A big topic of mainstream news lately has been the passing of associate justice of the Supreme Court, Ruth Bader Ginsburg, more familiarly referred to as RBG. Ginsburg passed on September 18th, 2020, asking in the days before her death not to be replaced until after the 2020 presidential election. Though many of her supporters have tried to put up a fight, it seems as though this is not going to happen. President Trump has nominated Amy Coney Barrett to take the open seat. 

Many people feel as though this is going to incite a big change in our Supreme Court, as Barrett and Ginsburg’s views are on near opposite ends of the political spectrum. Where Barrett has a firmly conservative view, Ginsburg was significantly more liberal. The New York Times wrote that pro-life groups have very openly supported Barrett’s nomination, and that Trump has admitted to wanting to elect justices who will overrule the decisions made in Roe V. Wade (1973) which established the constitutional right to receive an abortion.
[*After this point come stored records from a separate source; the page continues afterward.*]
//! Initial skill assignment policies

use rand::Rng;
use rand_distr::StandardNormal;
use serde::{Deserialize, Serialize};

/// Lower bound of the uniform skill ranges.
pub const SKILL_MIN: f64 = -3.0;

/// Upper bound of the uniform skill ranges.
pub const SKILL_MAX: f64 = 3.0;

/// How a generated division assigns skill to its teams.
#[derive(Debug, Clone, Copy, PartialEq, Eq, Default, Serialize, Deserialize)]
#[serde(rename_all = "snake_case")]
pub enum SkillStyle {
    /// Every team has skill 0.
    Identical,
    /// Evenly spaced from `SKILL_MIN` to `SKILL_MAX`.
    #[default]
    Uniform,
    /// Drawn from the standard normal distribution.
    RandomNormal,
    /// Drawn uniformly from `[SKILL_MIN, SKILL_MAX)`.
    TrueRandom,
}

impl SkillStyle {
    /// Generate `count` skills, in team order.
    pub fn generate<R: Rng + ?Sized>(self, count: usize, rng: &mut R) -> Vec<f64> {
        match self {
            SkillStyle::Identical => vec![0.0; count],
            SkillStyle::Uniform => {
                if count < 2 {
                    return vec![0.0; count];
                }
                let span = SKILL_MAX - SKILL_MIN;
                (0..count)
                    .map(|i| i as f64 / (count - 1) as f64 * span + SKILL_MIN)
                    .collect()
            }
            SkillStyle::RandomNormal => (0..count)
                .map(|_| rng.sample::<f64, _>(StandardNormal))
                .collect(),
            SkillStyle::TrueRandom => (0..count)
                .map(|_| rng.gen_range(SKILL_MIN..SKILL_MAX))
                .collect(),
        }
    }
}
//! Tournament CLI
//!
//! Play league seasons, report standings distortion and time seasons.

use anyhow::{bail, Context, Result};
use league_core::SkillStyle;
use std::env;
use std::path::Path;
use tournament::{
    bench_season, bench_team_counts, max_swiss_rounds, run_season, SeasonFormat, SeasonResults,
    SimulationConfig,
};
use tracing::info;
use tracing_subscriber::EnvFilter;

fn print_usage() {
    println!("League Season Simulator");
    println!();
    println!("Usage:");
    println!("  tournament season [config.toml]");
    println!("  tournament bench-season <iterations> <teams> [rounds]");
    println!("  tournament bench-matches <iterations> [max_teams] [--random]");
    println!();
    println!("Season formats (config `format`):");
    println!("  swiss, simultaneous, random, random_then_swiss, round_robin");
    println!();
    println!("Logging is controlled by LEAGUE_LOG (default: info).");
    println!();
    println!("Examples:");
    println!("  tournament season league.toml");
    println!("  tournament bench-season 100 16 7");
    println!("  tournament bench-matches 20 24 --random");
}

fn init_tracing() {
    let filter = EnvFilter::try_from_env("LEAGUE_LOG").unwrap_or_else(|_| EnvFilter::new("info"));
    tracing_subscriber::fmt()
        .with_env_filter(filter)
        .with_target(false)
        .init();
}

fn parse_arg<T>(args: &[String], index: usize, name: &str) -> Result<Option<T>>
where
    T: std::str::FromStr,
    T::Err: std::error::Error + Send + Sync + 'static,
{
    args.get(index)
        .map(|raw| {
            raw.parse()
                .with_context(|| format!("invalid {}: {:?}", name, raw))
        })
        .transpose()
}

fn run_season_command(args: &[String]) -> Result<()> {
    let config = match args.first() {
        Some(path) => SimulationConfig::load(Path::new(path))
            .with_context(|| format!("loading config {}", path))?,
        None => SimulationConfig::default(),
    };

    info!(
        teams = config.teams,
        rounds = config.round_count(),
        format = ?config.format,
        "starting season"
    );
    let mut division = config.build_division()?;
    let rounds = run_season(&mut division, &config.plan())?;

    let results_path = config.results_path.clone();
    let results = SeasonResults::from_season(config, &division, rounds)?;
    results.print_report();

    if let Some(path) = results_path {
        results
            .save(&path)
            .with_context(|| format!("saving results to {}", path.display()))?;
        info!("results written to {}", path.display());
    }
    Ok(())
}

fn run_bench_season(args: &[String]) -> Result<()> {
    let Some(iterations) = parse_arg::<usize>(args, 0, "iterations")? else {
        bail!("bench-season requires an iteration count and a team count");
    };
    let Some(teams) = parse_arg::<usize>(args, 1, "team count")? else {
        bail!("bench-season requires a team count");
    };
    let rounds = parse_arg::<u32>(args, 2, "round count")?.unwrap_or_else(|| max_swiss_rounds(teams));

    println!("=== Benchmark: {} seasons, {} teams, {} rounds ===", iterations, teams, rounds);
    let stats = bench_season(iterations, teams, rounds, SkillStyle::TrueRandom)?;
    println!("{}", stats);
    Ok(())
}

fn run_bench_matches(args: &[String]) -> Result<()> {
    let random = args.iter().any(|a| a == "--random");
    let positional: Vec<String> = args.iter().filter(|a| *a != "--random").cloned().collect();

    let Some(iterations) = parse_arg::<usize>(&positional, 0, "iterations")? else {
        bail!("bench-matches requires an iteration count");
    };
    let max_teams = parse_arg::<usize>(&positional, 1, "max team count")?.unwrap_or(20);
    let format = if random {
        SeasonFormat::Random
    } else {
        SeasonFormat::Swiss
    };

    println!("=== Benchmark: {:?} seasons up to {} teams ===", format, max_teams);
    for timing in bench_team_counts(iterations, max_teams, SkillStyle::TrueRandom, format)? {
        println!(
            "{} teams and {} matches took {:.0} milliseconds",
            timing.teams, timing.rounds, timing.total_ms
        );
    }
    Ok(())
}

fn main() -> Result<()> {
    init_tracing();
    let args: Vec<String> = env::args().collect();

    if args.len() < 2 {
        print_usage();
        return Ok(());
    }

    match args[1].as_str() {
        "season" => run_season_command(&args[2..]),
        "bench-season" => run_bench_season(&args[2..]),
        "bench-matches" => run_bench_matches(&args[2..]),
        "help" | "--help" | "-h" => {
            print_usage();
            Ok(())
        }
        _ => {
            eprintln!("Unknown command: {}", args[1]);
            print_usage();
            Ok(())
        }
    }
}
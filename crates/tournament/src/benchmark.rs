//! Wall-clock timing of whole seasons

use league_core::{Division, SkillStyle};
use serde::{Deserialize, Serialize};
use std::time::Instant;
use tracing::{debug, info};

use crate::distortions::max_swiss_rounds;
use crate::error::Result;
use crate::season::{run_season, SeasonFormat, SeasonPlan};

/// Smallest team count timed by [`bench_team_counts`].
pub const BENCH_MIN_TEAMS: usize = 10;

/// Summary of a set of timings, in milliseconds.
#[derive(Debug, Clone, PartialEq, Serialize, Deserialize)]
pub struct BenchmarkStats {
    pub samples: usize,
    pub min_ms: f64,
    pub max_ms: f64,
    pub mean_ms: f64,
    /// Population standard deviation
    pub stdev_ms: f64,
    pub median_ms: f64,
}

impl BenchmarkStats {
    /// Summarise `samples`; every field is 0 when there are none.
    pub fn from_samples(samples: &[f64]) -> Self {
        if samples.is_empty() {
            return Self {
                samples: 0,
                min_ms: 0.0,
                max_ms: 0.0,
                mean_ms: 0.0,
                stdev_ms: 0.0,
                median_ms: 0.0,
            };
        }

        let mut sorted = samples.to_vec();
        sorted.sort_by(f64::total_cmp);
        let n = sorted.len();
        let mean = sorted.iter().sum::<f64>() / n as f64;
        let variance = sorted.iter().map(|s| (s - mean).powi(2)).sum::<f64>() / n as f64;
        let median = if n % 2 == 0 {
            (sorted[n / 2 - 1] + sorted[n / 2]) / 2.0
        } else {
            sorted[n / 2]
        };

        Self {
            samples: n,
            min_ms: sorted[0],
            max_ms: sorted[n - 1],
            mean_ms: mean,
            stdev_ms: variance.sqrt(),
            median_ms: median,
        }
    }
}

impl std::fmt::Display for BenchmarkStats {
    fn fmt(&self, f: &mut std::fmt::Formatter<'_>) -> std::fmt::Result {
        write!(
            f,
            "min: {:.3} max: {:.3} mean: {:.3} stdev: {:.3} median: {:.3}",
            self.min_ms, self.max_ms, self.mean_ms, self.stdev_ms, self.median_ms
        )
    }
}

/// Total time for one team count in [`bench_team_counts`].
#[derive(Debug, Clone, PartialEq, Serialize, Deserialize)]
pub struct TeamCountTiming {
    pub teams: usize,
    pub rounds: u32,
    pub total_ms: f64,
}

/// Time `iterations` fresh Swiss seasons of `teams` teams and `rounds` rounds.
pub fn bench_season(
    iterations: usize,
    teams: usize,
    rounds: u32,
    style: SkillStyle,
) -> Result<BenchmarkStats> {
    let plan = SeasonPlan {
        format: SeasonFormat::Swiss,
        rounds,
        ..SeasonPlan::default()
    };

    let mut samples = Vec::with_capacity(iterations);
    for iteration in 0..iterations {
        let start = Instant::now();
        let mut division = Division::generate("Main", teams, style, None)?;
        run_season(&mut division, &plan)?;
        let elapsed = start.elapsed().as_secs_f64() * 1000.0;
        debug!(iteration, elapsed_ms = elapsed, "season timed");
        samples.push(elapsed);
    }

    let stats = BenchmarkStats::from_samples(&samples);
    info!(teams, rounds, "{}", stats);
    Ok(stats)
}

/// Time `iterations` seasons of [`max_swiss_rounds`] rounds for every even
/// team count from [`BENCH_MIN_TEAMS`] up to `max_teams`.
///
/// `format` picks the pairing: Swiss or random rounds.
pub fn bench_team_counts(
    iterations: usize,
    max_teams: usize,
    style: SkillStyle,
    format: SeasonFormat,
) -> Result<Vec<TeamCountTiming>> {
    let mut timings = Vec::new();
    for teams in (BENCH_MIN_TEAMS..=max_teams).step_by(2) {
        let rounds = max_swiss_rounds(teams);
        let plan = SeasonPlan {
            format,
            rounds,
            ..SeasonPlan::default()
        };

        let start = Instant::now();
        for _ in 0..iterations {
            let mut division = Division::generate("Main", teams, style, None)?;
            run_season(&mut division, &plan)?;
        }
        let total_ms = start.elapsed().as_secs_f64() * 1000.0;

        info!("{} teams and {} matches took {:.0} milliseconds", teams, rounds, total_ms);
        timings.push(TeamCountTiming {
            teams,
            rounds,
            total_ms,
        });
    }
    Ok(timings)
}

#[cfg(test)]
#[path = "benchmark_tests.rs"]
mod benchmark_tests;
Barrett has stated that she does not actively plan to overturn this ruling, but there is the concern amongst pro-choice individuals that future cases will start to chip away at abortion laws and court rulings currently set in place.

Some of Barrett’s ideologies include that “judges are not policy-makers” but should simply apply laws as they are written, that people who were convicted of non-violent felonies should be legally allowed to possess firearms, and that (speaking on the death penalty) “[she] would recuse [herself] and not actually enter the order of execution.”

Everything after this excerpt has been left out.